The inverse probability weighting estimator can be used to demonstrate causality when the researcher cannot conduct a controlled experiment but has observed data to model. Because it is assumed that the treatment is not randomly assigned, the goal is to estimate the counterfactual or potential outcome if all subjects in population were assigned either treatment.

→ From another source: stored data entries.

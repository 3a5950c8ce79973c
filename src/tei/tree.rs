use indexmap::IndexMap;
use quick_xml::NsReader;
use quick_xml::events::{BytesStart, Event};
use quick_xml::name::{Namespace, ResolveResult};

use super::{attr, namespace};
use crate::error::{ConvertError, Result};

/// One XML element with its resolved namespace, attributes, leading text
/// and children in document order.
///
/// Attributes are keyed by their qualified name as written (`xml:id`,
/// `lemma`). Only the text before the first child is kept; tail text
/// between children carries no annotation in TEI corpora. Text is trimmed
/// of surrounding whitespace, so token forms never start or end with a space.
#[derive(Debug, Clone, Default, PartialEq, Eq)]
pub struct Element {
    pub namespace: Option<String>,
    pub name: String,
    pub attributes: IndexMap<String, String>,
    pub text: Option<String>,
    pub children: Vec<Element>,
}

impl Element {
    pub fn new(name: impl Into<String>) -> Self {
        Self {
            name: name.into(),
            ..Self::default()
        }
    }

    /// Whether this is the TEI element with the given local name.
    pub fn is_tei(&self, local: &str) -> bool {
        self.name == local && self.namespace.as_deref() == Some(namespace::TEI)
    }

    pub fn attr(&self, key: &str) -> Option<&str> {
        self.attributes.get(key).map(String::as_str)
    }

    pub fn has_attr(&self, key: &str) -> bool {
        self.attributes.contains_key(key)
    }

    /// Get an attribute or fail with a malformed-attribute error.
    pub fn require_attr(&self, key: &str) -> Result<&str> {
        self.attr(key)
            .ok_or_else(|| ConvertError::missing_attribute(key, self.describe()))
    }

    pub fn id(&self) -> Option<&str> {
        self.attr(attr::XML_ID)
    }

    pub fn require_id(&self) -> Result<&str> {
        self.require_attr(attr::XML_ID)
    }

    /// Leading text, failing if the element has none.
    pub fn require_text(&self) -> Result<&str> {
        self.text
            .as_deref()
            .ok_or_else(|| ConvertError::missing_text(self.describe()))
    }

    pub fn is_leaf(&self) -> bool {
        self.children.is_empty()
    }

    /// Direct TEI children with the given local name.
    pub fn tei_children<'a>(&'a self, local: &'a str) -> impl Iterator<Item = &'a Element> + 'a {
        self.children.iter().filter(move |child| child.is_tei(local))
    }

    /// Short human-readable label for error messages, e.g. `<w xml:id="s1.t2">`.
    pub fn describe(&self) -> String {
        match self.id() {
            Some(id) => format!("<{} xml:id=\"{}\">", self.name, id),
            None => format!("<{}>", self.name),
        }
    }
}

/// Parse a complete XML document into its root [`Element`].
pub fn parse_document(input: &[u8]) -> Result<Element> {
    let mut reader = NsReader::from_reader(input);
    reader.config_mut().trim_text(true);

    let mut buf = Vec::new();
    let mut stack: Vec<Element> = Vec::new();
    let mut root: Option<Element> = None;

    loop {
        match reader.read_event_into(&mut buf) {
            Ok(Event::Start(ref e)) => {
                stack.push(open_element(&reader, e)?);
            }
            Ok(Event::Empty(ref e)) => {
                let element = open_element(&reader, e)?;
                close_element(&mut stack, &mut root, element)?;
            }
            Ok(Event::End(_)) => {
                let element = stack
                    .pop()
                    .ok_or_else(|| ConvertError::xml("Closing tag without an open element"))?;
                close_element(&mut stack, &mut root, element)?;
            }
            Ok(Event::Text(ref e)) => {
                let text = e
                    .unescape()
                    .map_err(|e| ConvertError::xml(format!("Text error: {e}")))?;
                append_text(&mut stack, &text);
            }
            Ok(Event::CData(ref e)) => {
                let text = String::from_utf8_lossy(e);
                append_text(&mut stack, &text);
            }
            Ok(Event::Eof) => break,
            Err(e) => {
                return Err(ConvertError::xml(format!(
                    "XML parse error at position {}: {e}",
                    reader.error_position()
                )));
            }
            _ => {}
        }
        buf.clear();
    }

    if let Some(open) = stack.last() {
        return Err(ConvertError::xml(format!(
            "Unexpected end of document inside {}",
            open.describe()
        )));
    }

    root.ok_or_else(|| ConvertError::xml("Document has no root element"))
}

fn open_element<R>(reader: &NsReader<R>, start: &BytesStart<'_>) -> Result<Element> {
    let (resolved, local) = reader.resolve_element(start.name());
    let name = std::str::from_utf8(local.as_ref())
        .map_err(|e| ConvertError::xml(format!("Invalid tag name: {e}")))?;

    let mut element = Element::new(name);
    if let ResolveResult::Bound(Namespace(uri)) = resolved {
        element.namespace = Some(String::from_utf8_lossy(uri).into_owned());
    }

    for attr_result in start.attributes() {
        let attr =
            attr_result.map_err(|e| ConvertError::xml(format!("Attribute error: {e}")))?;
        let key = std::str::from_utf8(attr.key.as_ref())
            .map_err(|e| ConvertError::xml(format!("Attribute key error: {e}")))?;

        // Namespace declarations are already applied by the reader.
        if key == "xmlns" || key.starts_with("xmlns:") {
            continue;
        }

        let value = attr
            .unescape_value()
            .map_err(|e| ConvertError::xml(format!("Attribute value error: {e}")))?
            .into_owned();
        element.attributes.insert(key.to_string(), value);
    }

    Ok(element)
}

fn close_element(
    stack: &mut [Element],
    root: &mut Option<Element>,
    element: Element,
) -> Result<()> {
    if let Some(parent) = stack.last_mut() {
        parent.children.push(element);
    } else if root.is_none() {
        *root = Some(element);
    } else {
        return Err(ConvertError::xml(format!(
            "Second root element {} after document root",
            element.describe()
        )));
    }
    Ok(())
}

fn append_text(stack: &mut [Element], text: &str) {
    if let Some(current) = stack.last_mut() {
        if current.children.is_empty() {
            current
                .text
                .get_or_insert_with(String::new)
                .push_str(text);
        }
    }
}
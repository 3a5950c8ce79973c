//! TEI documents shaped like the ssj500k / SUK corpora.

/// One paragraph, one sentence: "Ana teče" with a UD root link.
pub const ANA_TECE: &str = r##"<?xml version="1.0" encoding="UTF-8"?>
<TEI xmlns="http://www.tei-c.org/ns/1.0">
  <text>
    <body>
      <div xml:id="ssj1">
        <bibl><title>Ana</title></bibl>
        <p xml:id="ssj1.1">
          <s xml:id="ssj1.1.1">
            <w xml:id="ssj1.1.1.t1" lemma="Ana" msd="UposTag=PROPN|Case=Nom|Gender=Fem|Number=Sing" ana="mte:Slzei">Ana</w>
            <w xml:id="ssj1.1.1.t2" lemma="teči" msd="UposTag=VERB|Aspect=Imp|Mood=Ind|Number=Sing|Person=3|Tense=Pres|VerbForm=Fin" ana="mte:Ggnste">teče</w>
            <linkGrp type="UD-SYN" targFunc="head argument" corresp="#ssj1.1.1">
              <link ana="ud-syn:nsubj" target="#ssj1.1.1.t2 #ssj1.1.1.t1"/>
              <link ana="ud-syn:root" target="#ssj1.1.1 #ssj1.1.1.t2"/>
            </linkGrp>
          </s>
        </p>
      </div>
    </body>
  </text>
</TEI>"##;

/// Two documents nested at different depths, multiword segments,
/// punctuation with `join`, and all three link layers.
pub const CORPUS: &str = r##"<?xml version="1.0" encoding="UTF-8"?>
<teiCorpus xmlns="http://www.tei-c.org/ns/1.0">
  <teiHeader><fileDesc><titleStmt><title>sample</title></titleStmt></fileDesc></teiHeader>
  <TEI>
    <text>
      <body>
        <div xml:id="ssj2">
          <bibl><title>Novice</title><date>2004</date></bibl>
          <p xml:id="ssj2.1">
            <s xml:id="ssj2.1.1">
              <w xml:id="ssj2.1.1.t1" lemma="vreme" msd="UposTag=NOUN|Case=Nom|Gender=Neut|Number=Sing" ana="mte:Sosei">Vreme</w>
              <w xml:id="ssj2.1.1.t2" lemma="biti" msd="UposTag=AUX|Mood=Ind|Number=Sing|Person=3|Tense=Fut|VerbForm=Fin" ana="mte:Gp-ptez">bo</w>
              <seg type="mwe">
                <w xml:id="ssj2.1.1.t3" lemma="na" msd="UposTag=ADP|Case=Loc" ana="mte:Dm">na</w>
                <w xml:id="ssj2.1.1.t4" lemma="splošno" msd="UposTag=ADV|Degree=Pos" ana="mte:Rsn">splošno</w>
              </seg>
              <w xml:id="ssj2.1.1.t5" lemma="lep" msd="UposTag=ADJ|Case=Nom|Degree=Pos|Gender=Neut|Number=Sing" ana="mte:Ppnsei">lepo</w>
              <pc xml:id="ssj2.1.1.t6" msd="UposTag=PUNCT" ana="mte:Z" join="right">.</pc>
              <linkGrp type="UD-SYN" targFunc="head argument">
                <link ana="ud-syn:nsubj" target="#ssj2.1.1.t5 #ssj2.1.1.t1"/>
                <link ana="ud-syn:cop" target="#ssj2.1.1.t5 #ssj2.1.1.t2"/>
                <link ana="ud-syn:case" target="#ssj2.1.1.t4 #ssj2.1.1.t3"/>
                <link ana="ud-syn:advmod" target="#ssj2.1.1.t5 #ssj2.1.1.t4"/>
                <link ana="ud-syn:root" target="#ssj2.1.1 #ssj2.1.1.t5"/>
                <link ana="ud-syn:punct" target="#ssj2.1.1.t5 #ssj2.1.1.t6"/>
              </linkGrp>
              <linkGrp type="JOS-SYN" targFunc="head argument">
                <link ana="jos-syn:ena" target="#ssj2.1.1.t2 #ssj2.1.1.t1"/>
                <link ana="jos-syn:modra" target="#ssj2.1.1 #ssj2.1.1.t2"/>
                <link ana="jos-syn:dol" target="#ssj2.1.1.t4 #ssj2.1.1.t3"/>
                <link ana="jos-syn:dol" target="#ssj2.1.1.t2 #ssj2.1.1.t4"/>
                <link ana="jos-syn:dve" target="#ssj2.1.1.t2 #ssj2.1.1.t5"/>
                <link ana="jos-syn:modra" target="#ssj2.1.1 #ssj2.1.1.t6"/>
              </linkGrp>
              <linkGrp type="SRL" targFunc="head argument">
                <link ana="srl:ACT" target="#ssj2.1.1.t2 #ssj2.1.1.t1"/>
                <link ana="srl:MANN" target="#ssj2.1.1.t2 #ssj2.1.1.t4"/>
                <link ana="srl:RESLT" target="#ssj2.1.1.t2 #ssj2.1.1.t5"/>
              </linkGrp>
            </s>
            <s xml:id="ssj2.1.2">
              <pc xml:id="ssj2.1.2.t1" msd="UposTag=PUNCT" ana="mte:Z">»</pc>
              <w xml:id="ssj2.1.2.t2" lemma="da" msd="UposTag=PART" ana="mte:L" join="right">Da</w>
              <pc xml:id="ssj2.1.2.t3" msd="UposTag=PUNCT" ana="mte:Z" join="right">!</pc>
            </s>
          </p>
          <p xml:id="ssj2.2">
            <s xml:id="ssj2.2.1">
              <w xml:id="ssj2.2.1.t1" lemma="konec" msd="UposTag=NOUN|Case=Nom|Gender=Masc|Number=Sing" ana="mte:Somei">Konec</w>
              <linkGrp type="UD-SYN" targFunc="head argument">
                <link ana="ud-syn:root" target="#ssj2.2.1 #ssj2.2.1.t1"/>
              </linkGrp>
            </s>
          </p>
        </div>
      </body>
    </text>
  </TEI>
  <TEI>
    <text>
      <group>
        <body>
          <div xml:id="ssj3">
            <bibl><title>Forum</title></bibl>
            <p xml:id="ssj3.1">
              <s xml:id="ssj3.1.1">
                <w xml:id="ssj3.1.1.t1" lemma="hvala" msd="UposTag=INTJ" ana="mte:M">Hvala</w>
                <linkGrp type="UD-SYN" targFunc="head argument">
                  <link ana="ud-syn:root" target="#ssj3.1.1 #ssj3.1.1.t1"/>
                </linkGrp>
              </s>
            </p>
          </div>
        </body>
      </group>
    </text>
  </TEI>
</teiCorpus>"##;
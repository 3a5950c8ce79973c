//! Optional xpos tag-conversion table.
//!
//! Corpora tag xpos with source-language MSD codes (`Somei`); a table file
//! maps them to another tagset (`Ncfsn`). One `source<TAB>target` pair per
//! line, blank lines and `#` comments skipped.

use std::path::Path;

use indexmap::{IndexMap, IndexSet};

use crate::conllu::Sentence;
use crate::error::{ConvertError, Result};

#[derive(Debug, Clone, Default, PartialEq, Eq)]
pub struct XposTable {
    entries: IndexMap<String, String>,
}

impl XposTable {
    pub fn load(path: &Path) -> Result<Self> {
        let content = std::fs::read_to_string(path)?;
        let table = Self::parse(&content)?;
        tracing::debug!("loaded {} xpos mappings from {}", table.len(), path.display());
        Ok(table)
    }

    pub fn parse(content: &str) -> Result<Self> {
        let mut entries = IndexMap::new();
        for (index, line) in content.lines().enumerate() {
            let line = line.trim_end_matches('\r');
            if line.trim().is_empty() || line.starts_with('#') {
                continue;
            }
            let mut fields = line.split('\t');
            let (Some(source), Some(target), None) = (fields.next(), fields.next(), fields.next())
            else {
                return Err(ConvertError::XposTable {
                    line: index + 1,
                    message: format!("expected 'source<TAB>target', got '{line}'"),
                });
            };
            entries.insert(source.to_string(), target.to_string());
        }
        Ok(Self { entries })
    }

    pub fn get(&self, source: &str) -> Option<&str> {
        self.entries.get(source).map(String::as_str)
    }

    pub fn len(&self) -> usize {
        self.entries.len()
    }

    pub fn is_empty(&self) -> bool {
        self.entries.is_empty()
    }

    /// Rewrite every mapped xpos in place; returns the number rewritten.
    pub fn apply(&self, sentences: &mut [Sentence]) -> usize {
        let mut rewritten = 0;
        let mut unknown = IndexSet::new();

        for token in sentences.iter_mut().flat_map(|s| s.tokens.iter_mut()) {
            match self.entries.get(&token.xpos) {
                Some(target) => {
                    token.xpos.clone_from(target);
                    rewritten += 1;
                }
                None => {
                    if unknown.insert(token.xpos.clone()) {
                        tracing::debug!("no xpos mapping for '{}'", token.xpos);
                    }
                }
            }
        }

        rewritten
    }
}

Suppose observed data are ${\displaystyle \{{\bigl (}X_{i},A_{i},Y_{i}{\bigr )}\}_{i=1}^{n}}$  drawn i.i.d (independent and identically distributed) from unknown distribution P, where

• ${\displaystyle X\in \mathbb {R} ^{p}}$  covariates
• ${\displaystyle A\in \{0,1\}}$  are the two possible treatments.
• ${\displaystyle Y\in \mathbb {R} }$  response
• We do not assume treatment is randomly assigned.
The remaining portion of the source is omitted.